On a Saturday night, staff members at a Texas legal services organization say they watched as dozens of Guatemalan children were pulled from their beds at shelters and taken to an airport in the early morning hours to be removed from the U.S. One young girl was so scared that she threw up, according to a staff member.

These events were part of an apparently chaotic scene over Labor Day weekend as the Trump administration attempted to deport 76 unaccompanied Guatemalan children.

Declarations filed on Wednesday by attorneys, advocates and the children themselves provide a detailed account of what the minors say they experienced. The new court filings also describe what some families in Guatemala say they were told about the planned deportations.

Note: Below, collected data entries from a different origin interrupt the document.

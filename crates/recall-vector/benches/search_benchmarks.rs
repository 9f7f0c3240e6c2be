//! Benchmarks for semantic search and full hybrid retrieval.
//!
//! Uses 5,000 chunks by default. Set `BENCH_FULL_SCALE=1` to run against
//! 100,000 chunks:
//!
//! ```bash
//! BENCH_FULL_SCALE=1 cargo bench -p recall-vector
//! ```

use std::sync::Arc;
use std::time::Duration;

use criterion::{criterion_group, criterion_main, BenchmarkId, Criterion};

use recall_core::config::RetrievalConfig;
use recall_core::types::{DistanceMetric, MetadataFilter, RetrievalRequest};
use recall_vector::embedding::{EmbeddingService, HashEmbedding};
use recall_vector::index::SimilarityIndex;
use recall_vector::pipeline::{Chunk, IngestPipeline};
use recall_vector::retriever::Retriever;
use recall_vector::store::DocumentStore;

const CI_CHUNK_COUNT: usize = 5_000;
const FULL_SCALE_CHUNK_COUNT: usize = 100_000;
const EMBEDDING_DIM: usize = 384;

const TOPICS: &[&str] = &[
    "authentication module review",
    "deployment pipeline staging production",
    "database migration downtime",
    "monitoring dashboards memory usage",
    "customer satisfaction metrics",
];

fn generate_chunk_text(index: usize) -> String {
    format!(
        "The engineering team discussed {} during the weekly sync. \
         Follow-up items were assigned and tracked in the planning board. \
         Chunk identifier: {}",
        TOPICS[index % TOPICS.len()],
        index
    )
}

fn chunk_count() -> usize {
    if std::env::var("BENCH_FULL_SCALE").is_ok() {
        FULL_SCALE_CHUNK_COUNT
    } else {
        CI_CHUNK_COUNT
    }
}

fn runtime() -> tokio::runtime::Runtime {
    tokio::runtime::Builder::new_current_thread()
        .enable_all()
        .build()
        .expect("Failed to build tokio runtime")
}

/// Build a store populated with `count` chunks through the ingest pipeline.
fn build_populated_store(rt: &tokio::runtime::Runtime, count: usize) -> Arc<DocumentStore> {
    let store = Arc::new(DocumentStore::new(DistanceMetric::Cosine));
    let pipeline = IngestPipeline::new(Arc::clone(&store), HashEmbedding::new(EMBEDDING_DIM), 256);

    let chunks: Vec<Chunk> = (0..count)
        .map(|i| {
            let mut chunk = Chunk::new(generate_chunk_text(i));
            chunk
                .metadata
                .insert("source".into(), format!("doc-{}.pdf", i % 50).into());
            chunk.metadata.insert("chunk_id".into(), (i as i64).into());
            chunk
        })
        .collect();
    rt.block_on(pipeline.ingest(chunks)).expect("ingest failed");

    assert_eq!(store.size(), count, "Store should contain all chunks");
    store
}

fn bench_semantic_search(c: &mut Criterion) {
    let rt = runtime();
    let count = chunk_count();
    let store = build_populated_store(&rt, count);
    let index = SimilarityIndex::new(Arc::clone(&store));

    let query_vec = rt
        .block_on(HashEmbedding::new(EMBEDDING_DIM).embed("database migration"))
        .expect("query embed failed");

    let mut group = c.benchmark_group("semantic_search");
    group.sample_size(50);
    group.measurement_time(Duration::from_secs(10));

    for metric in [
        DistanceMetric::Cosine,
        DistanceMetric::Euclidean,
        DistanceMetric::DotProduct,
    ] {
        group.bench_with_input(
            BenchmarkId::new(format!("top10_{}chunks", count), metric),
            &metric,
            |b, metric| {
                b.iter(|| {
                    let hits = index
                        .search(&query_vec, 10, *metric, None)
                        .expect("search failed");
                    assert_eq!(hits.len(), 10);
                    hits
                });
            },
        );
    }

    let filter = MetadataFilter::new().require("source", "doc-7.pdf");
    group.bench_function(format!("filtered_top10_{}chunks", count), |b| {
        b.iter(|| {
            index
                .search(&query_vec, 10, DistanceMetric::Cosine, Some(&filter))
                .expect("search failed")
        });
    });

    group.finish();
}

fn bench_hybrid_retrieval(c: &mut Criterion) {
    let rt = runtime();
    let count = chunk_count();
    let store = build_populated_store(&rt, count);

    let defaults = RetrievalConfig {
        reranking_enabled: false,
        ..Default::default()
    };
    let retriever = Retriever::new(store, HashEmbedding::new(EMBEDDING_DIM), defaults);

    let mut group = c.benchmark_group("retrieval");
    group.sample_size(30);
    group.measurement_time(Duration::from_secs(10));

    group.bench_function(format!("semantic_top10_{}chunks", count), |b| {
        let request = RetrievalRequest::new("deployment pipeline monitoring")
            .top_k(10)
            .hybrid(false);
        b.iter(|| rt.block_on(retriever.retrieve(&request)).expect("retrieve failed"));
    });

    group.bench_function(format!("hybrid_top10_{}chunks", count), |b| {
        let request = RetrievalRequest::new("deployment pipeline monitoring")
            .top_k(10)
            .hybrid(true);
        b.iter(|| {
            let response = rt.block_on(retriever.retrieve(&request)).expect("retrieve failed");
            assert!(!response.is_empty(), "Hybrid retrieval should return results");
            response
        });
    });

    group.finish();
}

criterion_group!(benches, bench_semantic_search, bench_hybrid_retrieval);
criterion_main!(benches);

The removal of the unaccompanied minors was temporarily blocked on Sunday by a federal judge just as the children were sitting on the planes. Attorneys representing the children moved to file a preliminary injunction on Wednesday, arguing that the minors remain at risk of being sent to Guatemala without a final order from an immigration judge.

At a hearing over the weekend, a Department of Justice attorney argued that the Trump administration was removing the children in accordance with the law and at the request of the Guatemalan government and the legal guardians of the children.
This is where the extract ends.